• _What you need to do_: Collect the lines of the entries where "GroupVersionKind" shows up.

Stored data entries:
────

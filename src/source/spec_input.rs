// Copyright (c) 2025 Erick Bourgeois, firestoned
// SPDX-License-Identifier: MIT

//! Desired DNS state of a source object.
//!
//! [`DNSSpecInput`] is computed fresh on every reconciliation from the merged annotations
//! (external `DNSAnnotation` annotations first, the object's own annotations override)
//! and the kind specific parts of the object, such as load balancer status and ingress
//! rules. It is never persisted; [`modify_entry_for`] turns it into the spec of one
//! generated `DNSEntry` per DNS name.
//!
//! # Example
//!
//! ```rust
//! use dnsman::source::spec_input::augment;
//! use dnsman::source::DNSSpecInput;
//! use std::collections::BTreeMap;
//!
//! let annotations = BTreeMap::from([
//!     ("dns.gardener.cloud/ttl".to_string(), "0".to_string()),
//! ]);
//! let input = augment(&annotations, DNSSpecInput::default()).unwrap();
//! assert_eq!(input.ttl, None);
//! ```

use crate::config::SourceControllerConfig;
use crate::crd::{self, DNSEntry, ResourceReference};
use crate::dns::is_default_class;
use crate::dns_errors::SpecInputError;
use crate::labels::{
    ANNOTATION_AWS_LOAD_BALANCER_IP_ADDRESS_TYPE, ANNOTATION_CLASS,
    ANNOTATION_CNAME_LOOKUP_INTERVAL, ANNOTATION_DNS_NAMES, ANNOTATION_IGNORE,
    ANNOTATION_IP_STACK, ANNOTATION_OPENSTACK_LOAD_BALANCER_ADDRESS,
    ANNOTATION_RESOLVE_TARGETS_TO_ADDRESSES, ANNOTATION_ROUTING_POLICY, ANNOTATION_TTL,
    AWS_IP_ADDRESS_TYPE_DUAL_STACK, IGNORE_VALUE_FULL, IGNORE_VALUE_RECONCILE,
    IGNORE_VALUE_TRUE, IP_STACK_DUAL_STACK,
};
use crate::source::ownership::api_version;
use crate::source::UniqueStrings;
use crate::state::AnnotationState;
use k8s_openapi::api::core::v1::Service;
use k8s_openapi::api::networking::v1::Ingress;
use kube::core::GroupVersionKind;
use kube::{Resource, ResourceExt};
use std::collections::BTreeMap;
use tracing::debug;

/// How the DNS entry controller treats a generated entry.
#[derive(Clone, Copy, Debug, PartialEq, Eq)]
pub enum IgnoreMode {
    /// Provider records are left untouched while the entry exists
    Reconcile,
    /// Provider records are left untouched, also on deletion of the entry
    Full,
}

impl IgnoreMode {
    /// Parses an ignore annotation value. `true` is an alias of `reconcile`.
    #[must_use]
    pub fn parse(value: &str) -> Option<Self> {
        match value {
            IGNORE_VALUE_TRUE | IGNORE_VALUE_RECONCILE => Some(IgnoreMode::Reconcile),
            IGNORE_VALUE_FULL => Some(IgnoreMode::Full),
            _ => None,
        }
    }

    /// The annotation value written on generated entries.
    #[must_use]
    pub fn as_str(self) -> &'static str {
        match self {
            IgnoreMode::Reconcile => IGNORE_VALUE_RECONCILE,
            IgnoreMode::Full => IGNORE_VALUE_FULL,
        }
    }
}

/// Names, targets and policies for the entries of one source object.
#[derive(Clone, Debug, Default, PartialEq)]
pub struct DNSSpecInput {
    /// DNS names, one generated entry per name
    pub names: UniqueStrings,
    pub ttl: Option<i64>,
    pub cname_lookup_interval: Option<i64>,
    /// Record values (IP addresses or host names)
    pub targets: UniqueStrings,
    /// TXT record values
    pub text: UniqueStrings,
    pub routing_policy: Option<crd::RoutingPolicy>,
    /// Value of the IP stack annotation, empty if unset
    pub ip_stack: String,
    pub resolve_targets_to_addresses: Option<bool>,
    /// Ignore annotation value as found on the source
    pub ignore: String,
}

impl DNSSpecInput {
    #[must_use]
    pub fn ignore_mode(&self) -> Option<IgnoreMode> {
        IgnoreMode::parse(&self.ignore)
    }
}

/// Fills the optional fields of `input` from the common annotations.
///
/// Empty annotation values are treated like absent ones. A TTL or CNAME lookup
/// interval of `0` leaves the field unset.
///
/// # Errors
///
/// Returns an error if the routing policy is not valid JSON or if the TTL or the
/// CNAME lookup interval is not an integer.
pub fn augment(
    annotations: &BTreeMap<String, String>,
    mut input: DNSSpecInput,
) -> Result<DNSSpecInput, SpecInputError> {
    if annotations.is_empty() {
        return Ok(input);
    }
    let get = |key: &str| {
        annotations
            .get(key)
            .map(String::as_str)
            .filter(|v| !v.is_empty())
    };

    if let Some(value) = get(ANNOTATION_ROUTING_POLICY) {
        let policy: crd::RoutingPolicy = serde_json::from_str(value)
            .map_err(|source| SpecInputError::InvalidRoutingPolicy { source })?;
        input.routing_policy = Some(policy);
    }

    if let Some(value) = get(ANNOTATION_TTL) {
        let ttl: i64 = value
            .parse()
            .map_err(|source| SpecInputError::InvalidTtl { source })?;
        if ttl != 0 {
            input.ttl = Some(ttl);
        }
    }

    if let Some(value) = get(ANNOTATION_IGNORE) {
        input.ignore = value.to_string();
    }

    if let Some(value) = get(ANNOTATION_RESOLVE_TARGETS_TO_ADDRESSES) {
        input.resolve_targets_to_addresses = Some(value == "true");
    }

    if let Some(value) = get(ANNOTATION_CNAME_LOOKUP_INTERVAL) {
        let interval: i64 = value
            .parse()
            .map_err(|source| SpecInputError::InvalidCNameLookupInterval { source })?;
        if interval != 0 {
            input.cname_lookup_interval = Some(interval);
        }
    }

    Ok(input)
}

/// Reads the DNS names annotation.
///
/// Returns `None` if the annotation is absent.
///
/// # Errors
///
/// Returns an error if the annotation is present with an empty value.
pub fn dns_names_from_annotations(
    annotations: &BTreeMap<String, String>,
) -> Result<Option<UniqueStrings>, SpecInputError> {
    let Some(value) = annotations.get(ANNOTATION_DNS_NAMES) else {
        debug!(key = ANNOTATION_DNS_NAMES, "No DNS names annotation");
        return Ok(None);
    };
    if value.is_empty() {
        return Err(SpecInputError::EmptyAnnotation {
            key: ANNOTATION_DNS_NAMES.to_string(),
        });
    }
    Ok(Some(
        value
            .split(',')
            .map(str::trim)
            .filter(|name| !name.is_empty())
            .collect(),
    ))
}

/// Computes the desired state of a load balancer service.
///
/// # Errors
///
/// Returns an error for an empty or wildcard names annotation and for malformed
/// common annotations.
pub fn service_spec_input(
    svc: &Service,
    annotations: &BTreeMap<String, String>,
) -> Result<Option<DNSSpecInput>, SpecInputError> {
    let Some(names) = dns_names_from_annotations(annotations)? else {
        return Ok(None);
    };
    if names.contains("*") {
        return Err(SpecInputError::WildcardNotAllowed {
            kind: "service".to_string(),
        });
    }

    let openstack_address = annotations
        .get(ANNOTATION_OPENSTACK_LOAD_BALANCER_ADDRESS)
        .filter(|a| !a.is_empty());
    let mut targets = UniqueStrings::new();
    let lb_ingress = svc
        .status
        .as_ref()
        .and_then(|s| s.load_balancer.as_ref())
        .and_then(|lb| lb.ingress.as_ref());
    for ingress in lb_ingress.into_iter().flatten() {
        let hostname = ingress.hostname.as_deref().unwrap_or_default();
        let ip = ingress.ip.as_deref().unwrap_or_default();
        if !hostname.is_empty() && ip.is_empty() {
            // PROXY protocol on OpenStack needs a hostname on the load balancer, the
            // address is then published in an annotation
            match openstack_address {
                Some(address) => targets.add(address.as_str()),
                None => targets.add(hostname),
            };
        } else if !ip.is_empty() {
            targets.add(ip);
        }
    }

    let mut ip_stack = annotations
        .get(ANNOTATION_IP_STACK)
        .cloned()
        .unwrap_or_default();
    if annotations
        .get(ANNOTATION_AWS_LOAD_BALANCER_IP_ADDRESS_TYPE)
        .is_some_and(|t| t == AWS_IP_ADDRESS_TYPE_DUAL_STACK)
    {
        ip_stack = IP_STACK_DUAL_STACK.to_string();
    }

    augment(
        annotations,
        DNSSpecInput {
            names,
            targets,
            ip_stack,
            ..Default::default()
        },
    )
    .map(Some)
}

/// Computes the desired state of an ingress.
///
/// The annotated names must be declared as rule hosts. `*` selects all rule hosts.
///
/// # Errors
///
/// Returns an error for an empty names annotation, for annotated names missing from
/// the rules and for malformed common annotations.
pub fn ingress_spec_input(
    ingress: &Ingress,
    annotations: &BTreeMap<String, String>,
) -> Result<Option<DNSSpecInput>, SpecInputError> {
    let Some(names) = ingress_dns_names(ingress, annotations)? else {
        return Ok(None);
    };
    augment(
        annotations,
        DNSSpecInput {
            names,
            targets: ingress_targets(ingress),
            ip_stack: annotations
                .get(ANNOTATION_IP_STACK)
                .cloned()
                .unwrap_or_default(),
            ..Default::default()
        },
    )
    .map(Some)
}

fn ingress_dns_names(
    ingress: &Ingress,
    annotations: &BTreeMap<String, String>,
) -> Result<Option<UniqueStrings>, SpecInputError> {
    let Some(mut annotated) = dns_names_from_annotations(annotations)? else {
        return Ok(None);
    };

    let all = annotated.contains("*");
    let rules = ingress.spec.as_ref().and_then(|s| s.rules.as_ref());
    let names: UniqueStrings = rules
        .into_iter()
        .flatten()
        .filter_map(|rule| rule.host.as_deref())
        .filter(|host| !host.is_empty() && (all || annotated.contains(host)))
        .collect();

    annotated.remove("*");
    let undeclared = annotated.difference(&names);
    if !undeclared.is_empty() {
        return Err(SpecInputError::UndeclaredNames { names: undeclared });
    }
    Ok(Some(names))
}

/// IP addresses of the ingress load balancers, or their host names if there is no IP.
fn ingress_targets(ingress: &Ingress) -> UniqueStrings {
    let mut ips = UniqueStrings::new();
    let mut hosts = UniqueStrings::new();
    let lb_ingress = ingress
        .status
        .as_ref()
        .and_then(|s| s.load_balancer.as_ref())
        .and_then(|lb| lb.ingress.as_ref());
    for lb in lb_ingress.into_iter().flatten() {
        if let Some(ip) = lb.ip.as_deref().filter(|ip| !ip.is_empty()) {
            ips.add(ip);
        }
        if let Some(host) = lb.hostname.as_deref().filter(|h| !h.is_empty()) {
            hosts.add(host);
        }
    }
    if ips.is_empty() {
        hosts
    } else {
        ips
    }
}

/// Computes the desired state of a `DNSEntry` used as a source.
///
/// Records come from the entry spec; only the IP stack and the ignore mode are read
/// from the annotations. Returns `None` for an entry without DNS name.
#[must_use]
pub fn dnsentry_spec_input(
    entry: &DNSEntry,
    annotations: &BTreeMap<String, String>,
) -> Option<DNSSpecInput> {
    let spec = &entry.spec;
    if spec.dns_name.is_empty() {
        return None;
    }
    let annotation = |key: &str| annotations.get(key).cloned().unwrap_or_default();
    Some(DNSSpecInput {
        names: [spec.dns_name.as_str()].into_iter().collect(),
        ttl: spec.ttl,
        cname_lookup_interval: spec.cname_lookup_interval,
        targets: spec.targets.iter().map(String::as_str).collect(),
        text: spec.text.iter().map(String::as_str).collect(),
        routing_policy: spec.routing_policy.clone(),
        ip_stack: annotation(ANNOTATION_IP_STACK),
        resolve_targets_to_addresses: spec.resolve_targets_to_addresses,
        ignore: annotation(ANNOTATION_IGNORE),
    })
}

/// Reference of a source object in the annotation state.
pub fn build_resource_reference<K: Resource>(gvk: &GroupVersionKind, obj: &K) -> ResourceReference {
    ResourceReference {
        api_version: api_version(gvk),
        kind: gvk.kind.clone(),
        name: obj.name_any(),
        namespace: obj.namespace().unwrap_or_default(),
    }
}

/// Annotations of a source object including those injected by a `DNSAnnotation`.
///
/// The object's own annotations win on conflicting keys.
pub fn merged_annotations<K: Resource>(
    state: &AnnotationState,
    gvk: &GroupVersionKind,
    obj: &K,
) -> BTreeMap<String, String> {
    let mut annotations = state
        .resource_annotation_status(&build_resource_reference(gvk, obj))
        .annotations;
    annotations.extend(obj.annotations().clone());
    annotations
}

/// Writes the desired state for `dns_name` into a generated entry.
///
/// Applying it twice with the same arguments changes nothing.
pub fn modify_entry_for(
    entry: &mut DNSEntry,
    config: &SourceControllerConfig,
    input: &DNSSpecInput,
    dns_name: &str,
) {
    let target_class = config.effective_target_class();
    if !is_default_class(target_class) {
        entry
            .annotations_mut()
            .insert(ANNOTATION_CLASS.to_string(), target_class.to_string());
    }
    if !config.target_labels.is_empty() {
        entry.labels_mut().extend(
            config
                .target_labels
                .iter()
                .map(|(k, v)| (k.clone(), v.clone())),
        );
    }

    entry.spec.dns_name = dns_name.to_string();
    entry.spec.targets = input.targets.to_vec();
    entry.spec.text = input.text.to_vec();
    entry.spec.ttl = input.ttl;
    entry.spec.routing_policy = input.routing_policy.clone();
    entry.spec.resolve_targets_to_addresses = input.resolve_targets_to_addresses;
    entry.spec.cname_lookup_interval = input.cname_lookup_interval;

    if !input.ip_stack.is_empty() {
        entry
            .annotations_mut()
            .insert(ANNOTATION_IP_STACK.to_string(), input.ip_stack.clone());
    }
    match input.ignore_mode() {
        Some(mode) => {
            entry
                .annotations_mut()
                .insert(ANNOTATION_IGNORE.to_string(), mode.as_str().to_string());
        }
        None => {
            if let Some(annotations) = entry.metadata.annotations.as_mut() {
                annotations.remove(ANNOTATION_IGNORE);
            }
        }
    }
}

#[cfg(test)]
#[path = "spec_input_tests.rs"]
mod spec_input_tests;
// Copyright (c) 2025 Erick Bourgeois, firestoned
// SPDX-License-Identifier: MIT

//! Unit tests for DNS class helpers and name normalization.

#[cfg(test)]
mod tests {
    use crate::dns::{
        class_source_finalizer, equivalent_class, is_default_class, normalize_class,
        normalize_domain_name,
    };

    #[test]
    fn test_normalize_class() {
        assert_eq!(normalize_class(""), "gardendns");
        assert_eq!(normalize_class("gardendns"), "gardendns");
        assert_eq!(normalize_class("other"), "other");
    }

    #[test]
    fn test_equivalent_class() {
        assert!(equivalent_class("", "gardendns"));
        assert!(equivalent_class("", ""));
        assert!(equivalent_class("foo", "foo"));
        assert!(!equivalent_class("", "foo"));
    }

    #[test]
    fn test_is_default_class() {
        assert!(is_default_class(""));
        assert!(is_default_class("gardendns"));
        assert!(!is_default_class("foo"));
    }

    #[test]
    fn test_class_source_finalizer() {
        assert_eq!(
            class_source_finalizer(&normalize_class(""), "service-dns"),
            "gardendns.dns.gardener.cloud/service-dns"
        );
        assert_eq!(
            class_source_finalizer("other", "ingress-dns"),
            "other.dns.gardener.cloud/ingress-dns"
        );
    }

    #[test]
    fn test_normalize_domain_name() {
        assert_eq!(normalize_domain_name("Example.COM."), "example.com");
        assert_eq!(normalize_domain_name("\\052.example.com"), "*.example.com");
        assert_eq!(normalize_domain_name("*.example.com."), "*.example.com");
        assert_eq!(normalize_domain_name("www.example.com"), "www.example.com");
    }
}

────

• _Response_:
use kube::core::GroupVersionKind;
pub fn build_resource_reference<K: Resource>(gvk: &GroupVersionKind, obj: &K) -> ResourceReference {
    gvk: &GroupVersionKind,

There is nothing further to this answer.